Strategien zum Nachweis rassistischer Benachteiligungen

- Steckbrief zum Forschungsprojekt -

Autor*innen: Annekathrin Müller, im Auftrag der Antidiskriminierungsstelle des Bundes (ADS) Erscheinungsjahr: 2015

Kurzüberblick

Die Antidiskriminierungsstelle des Bundes (ADS) hat 2015 erstmals eine groß angelegte Testing-Studie umgesetzt, um Diskriminierung auf dem Wohnungsmarkt zu untersuchen. Mit 604 gültigen Tandems im Telefon-Testing, 175 Vergleichspaaren im Face-to-Face-Testing sowie Fokusgruppeninterviews ist es eine der größten Erhebungen Deutschlandweit. Die Studie geht der Frage nach, ob sich die „ethnische Herkunft“ oder religiöse Zugehörigkeit nachteilig für die Wohnungssuchenden auswirkt und wie sich Diskriminierung im Vermietungsprozess äußert. Weiterhin sollten Testing-Verfahren zur Sichtbarmachung von Benachteiligung bei der Wohnungsvergabe erprobt werden.

Wichtigste Ergebnisse

Methode und Ergebnisse

In der Studie wurde mit "Paired Ethnic Testings" gearbeitet. Hierbei interessieren sich zwei Bewerberinnen für die gleiche Wohnung. Vom Profil her unterscheiden sie sich lediglich in einem Merkmal: eine Testperson hat einen (zugeschriebenen) Migrationshintergrund und/oder eine sichtbare jüdische oder muslimische Religionszugehörigkeit, die andere Testperson geht als Christin ins Feld und kann der mehrheitsdeutschen Bevölkerung zugeordnet werden. Alle anderen Merkmale wurden konstant gehalten. So ist die Testidentität in der Studie eine junge Frau zwischen 20 und 45 Jahren und mit einer unbefristeten Stelle ökonomisch abgesichert. Sie ist ledig, kinderlos und besitzt die deutsche Staatsbürgerschaft. Anschließend werden die Testverfahren miteinander verglichen und Unterschiede können auf das getestete Merkmal zurückgeführt werden.

Telefon-Testing

Die Testpersonen haben telefonisch bei den Anbieter*innen einen Besichtigungstermin erfragt. Hierbei unterschieden sie sich insbesondere hinsichtlich ihres Akzentes oder Namens, der eine mehrheitsdeutsche, türkische, arabische oder osteuropäische Zuschreibung zuließ. Ergebnis der beiden Testings ist, dass die Bewerberin mit (zugeschriebenem) Migrationshintergrund im Vergleich zu ihrer mehrheitsdeutschen Testpartnerin im Durchschnitt 7 Prozent häufiger benachteiligt wurde.

Face-to-Face-Testings

Bei den Face-to-Face-Testings bewarben sich die zwei Testerinnen mit o.g. Testidentität zeitnah, aber unabhängig voneinander um dieselbe Wohnung und traten mit den Anbieter*innen persönlich in Kontakt.
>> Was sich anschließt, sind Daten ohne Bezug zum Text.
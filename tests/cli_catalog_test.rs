//! Integration tests for `qat catalog` commands.

mod common;

use common::{TestEnv, stdout_json};
use predicates::prelude::*;

#[test]
fn test_catalog_features_sorted() {
    let env = TestEnv::with_catalog();
    let output = env.qat().args(["catalog", "features"]).output().unwrap();
    assert!(output.status.success());

    let json = stdout_json(&output);
    assert_eq!(json["features"], serde_json::json!(["Cart", "Login", "Search"]));
}

#[test]
fn test_catalog_features_human() {
    let env = TestEnv::with_catalog();
    env.qat()
        .args(["catalog", "features", "-H"])
        .assert()
        .success()
        .stdout(predicate::str::contains("3 feature(s):"))
        .stdout(predicate::str::contains("  Cart"));
}

#[test]
fn test_catalog_merge_follows_request_order() {
    let env = TestEnv::with_catalog();
    let output = env
        .qat()
        .args(["catalog", "merge", "Search", "Cart"])
        .output()
        .unwrap();
    assert!(output.status.success());

    let json = stdout_json(&output);
    let ids: Vec<&str> = json["checklists"]
        .as_array()
        .unwrap()
        .iter()
        .map(|item| item["id"].as_str().unwrap())
        .collect();
    assert_eq!(ids, ["S1", "C1", "C2"]);
    assert_eq!(json["checklists"][1]["feature"], "Cart");
}

#[test]
fn test_catalog_merge_skips_unknown_features() {
    let env = TestEnv::with_catalog();
    let output = env
        .qat()
        .args(["catalog", "merge", "Payments", "Search"])
        .output()
        .unwrap();
    let json = stdout_json(&output);
    assert_eq!(json["checklists"].as_array().unwrap().len(), 1);

    env.qat()
        .args(["catalog", "merge", "Payments", "-H"])
        .assert()
        .success()
        .stdout(predicate::str::contains("No checklist items for: Payments"));
}

#[test]
fn test_catalog_merge_requires_a_feature() {
    TestEnv::with_catalog()
        .qat()
        .args(["catalog", "merge"])
        .assert()
        .failure()
        .code(2);
}

#[test]
fn test_catalog_check_valid() {
    let env = TestEnv::with_catalog();
    env.qat()
        .args(["catalog", "check", "-H"])
        .assert()
        .success()
        .stdout(predicate::str::contains("(3 features, 5 templates)"))
        .stdout(predicate::str::contains("  Login: 2"));
}

#[test]
fn test_catalog_check_rejects_duplicate_ids_in_feature() {
    let env = TestEnv::new();
    env.write_file(
        "data/checklists.json",
        r#"{"Cart": [{"id": "C1", "text": "a"}, {"id": "C1", "text": "b"}]}"#,
    );
    env.qat()
        .args(["catalog", "check"])
        .assert()
        .failure()
        .stderr(predicate::str::contains("C1"));
}

#[test]
fn test_catalog_check_rejects_malformed_json() {
    let env = TestEnv::new();
    env.write_file("data/checklists.json", "{ not json");
    env.qat()
        .args(["catalog", "check", "-H"])
        .assert()
        .failure()
        .stderr(predicate::str::contains("Catalog parse error"));
}

#[test]
fn test_catalog_flag_overrides_default_path() {
    let env = TestEnv::new();
    env.write_file(
        "other/catalog.json",
        r#"{"Profile": [{"id": "P1", "text": "Edit name"}]}"#,
    );
    let output = env
        .qat()
        .args(["catalog", "features", "--catalog", "other/catalog.json"])
        .output()
        .unwrap();
    assert!(output.status.success());
    assert_eq!(stdout_json(&output)["features"], serde_json::json!(["Profile"]));
}

#[test]
fn test_catalog_path_from_config_file() {
    let env = TestEnv::new();
    env.write_file(
        "cfg/catalog.json",
        r#"{"Profile": [{"id": "P1", "text": "Edit name"}]}"#,
    );
    let config = env.write_file("qat.kdl", "catalog \"cfg/catalog.json\"\n");
    let output = env
        .qat()
        .args(["catalog", "features", "--config"])
        .arg(&config)
        .output()
        .unwrap();
    assert!(output.status.success());
    assert_eq!(stdout_json(&output)["features"], serde_json::json!(["Profile"]));
}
Die Testings wurden in Berlin, Leipzig und Nürnberg durchgeführt. Dabei wurden Benachteiligungen auf drei Ebenen berücksichtigt: „engere Wahl“, „Rückmeldung“ und schließlich „Wohnungszusage“.
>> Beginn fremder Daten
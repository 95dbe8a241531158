use super::Output;
use crate::client::ApiClient;
use crate::models::ChecklistItem;
use crate::report::{ExportFormat, Report, ReportFilter, ReportSort, default_file_name};
use crate::{Error, Result};
use serde::Deserialize;
use std::fs;
use std::path::{Path, PathBuf};

/// Where report items come from.
#[derive(Debug, Clone)]
pub enum ReportSource {
    /// Fetch a live session from the server
    Session(String),
    /// Read a saved item list or session response
    Input(PathBuf),
}

/// Filter, sort and destination for a report.
#[derive(Debug, Clone, Default)]
pub struct ReportOptions {
    pub filter: ReportFilter,
    pub sort: Option<ReportSort>,
    pub format: ExportFormat,
    pub output: Option<PathBuf>,
    /// Write to the default `QA_Report_<session>.<ext>` file name
    pub save: bool,
}

/// A rendered report, either for stdout or already written to a file.
pub struct ReportOutput {
    pub content: Vec<u8>,
    pub written: Option<PathBuf>,
    pub rows: usize,
    pub extension: &'static str,
}

impl ReportOutput {
    fn text(&self) -> String {
        String::from_utf8_lossy(&self.content).trim_end().to_string()
    }
}

impl Output for ReportOutput {
    /// JSON reports print as-is; other text formats are wrapped so stdout
    /// stays a single JSON document.
    fn to_json(&self) -> String {
        match &self.written {
            Some(path) => serde_json::json!({
                "written": path,
                "format": self.extension,
                "rows": self.rows,
            })
            .to_string(),
            None if self.extension == "json" => self.text(),
            None => serde_json::json!({
                "format": self.extension,
                "rows": self.rows,
                "content": String::from_utf8_lossy(&self.content),
            })
            .to_string(),
        }
    }

    fn to_human(&self) -> String {
        match &self.written {
            Some(path) => format!("Wrote {} row(s) to {}", self.rows, path.display()),
            None => self.text(),
        }
    }
}

/// Saved item files hold either a bare item array or a session response.
#[derive(Deserialize)]
#[serde(untagged)]
enum SavedItems {
    Items(Vec<ChecklistItem>),
    #[serde(rename_all = "camelCase")]
    Session { test_data: Vec<ChecklistItem> },
}

fn read_items(path: &Path) -> Result<Vec<ChecklistItem>> {
    let content = fs::read_to_string(path).map_err(|e| {
        Error::Other(format!("cannot read report input {}: {}", path.display(), e))
    })?;
    let saved: SavedItems = serde_json::from_str(&content).map_err(|e| {
        Error::Validation(format!(
            "{} is not a checklist item list: {}",
            path.display(),
            e
        ))
    })?;
    Ok(match saved {
        SavedItems::Items(items) => items,
        SavedItems::Session { test_data } => test_data,
    })
}

pub fn report(
    client: &ApiClient,
    source: &ReportSource,
    options: &ReportOptions,
) -> Result<ReportOutput> {
    let renderer = options.format.renderer();
    if renderer.is_binary() && options.output.is_none() && !options.save {
        return Err(Error::Validation(format!(
            "{} reports are binary; write them with --output or --save",
            renderer.extension()
        )));
    }

    let (session_id, items) = match source {
        ReportSource::Session(id) => (Some(id.as_str()), client.fetch_session(id)?),
        ReportSource::Input(path) => (None, read_items(path)?),
    };

    let report = Report::build(session_id, &items, &options.filter, options.sort);
    let content = renderer.render(&report)?;

    let destination = match (&options.output, options.save) {
        (Some(path), _) => Some(path.clone()),
        (None, true) => Some(PathBuf::from(default_file_name(
            session_id,
            renderer.as_ref(),
        ))),
        (None, false) => None,
    };
    if let Some(path) = &destination {
        fs::write(path, &content)?;
        tracing::info!(path = %path.display(), rows = report.rows.len(), "report written");
    }

    Ok(ReportOutput {
        content,
        written: destination,
        rows: report.rows.len(),
        extension: renderer.extension(),
    })
}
Die Ergebnisse zeigen, dass in den ersten beiden Phasen (engere Wahl und Rückmeldung) keine signifikante Benachteiligung aufgrund rassistischer Zuschreibung festgestellt wurde. Auf der dritten Ebene „Wohnungszusage“ allerdings wurde eine statistisch signifikante Diskriminierung gemessen. Der Anteil der Testpersonen, die eine Wohnungszusage erhalten haben, liegt (bei zeitlicher Differenzierung) bei 25,4 Prozent für migrantische Testerinnen und bei 45,8 Prozent für mehrheitsdeutsche Testerinnen. Bezüglich des Merkmals Religionszugehörigkeit wurde mit Anteilen von 17,9 bis 59 Prozent ein hochsignifikantes Ergebnis erreicht, dass Diskriminierung aufgrund jüdischer oder muslimischer Religionszugehörigkeit aufzeigt.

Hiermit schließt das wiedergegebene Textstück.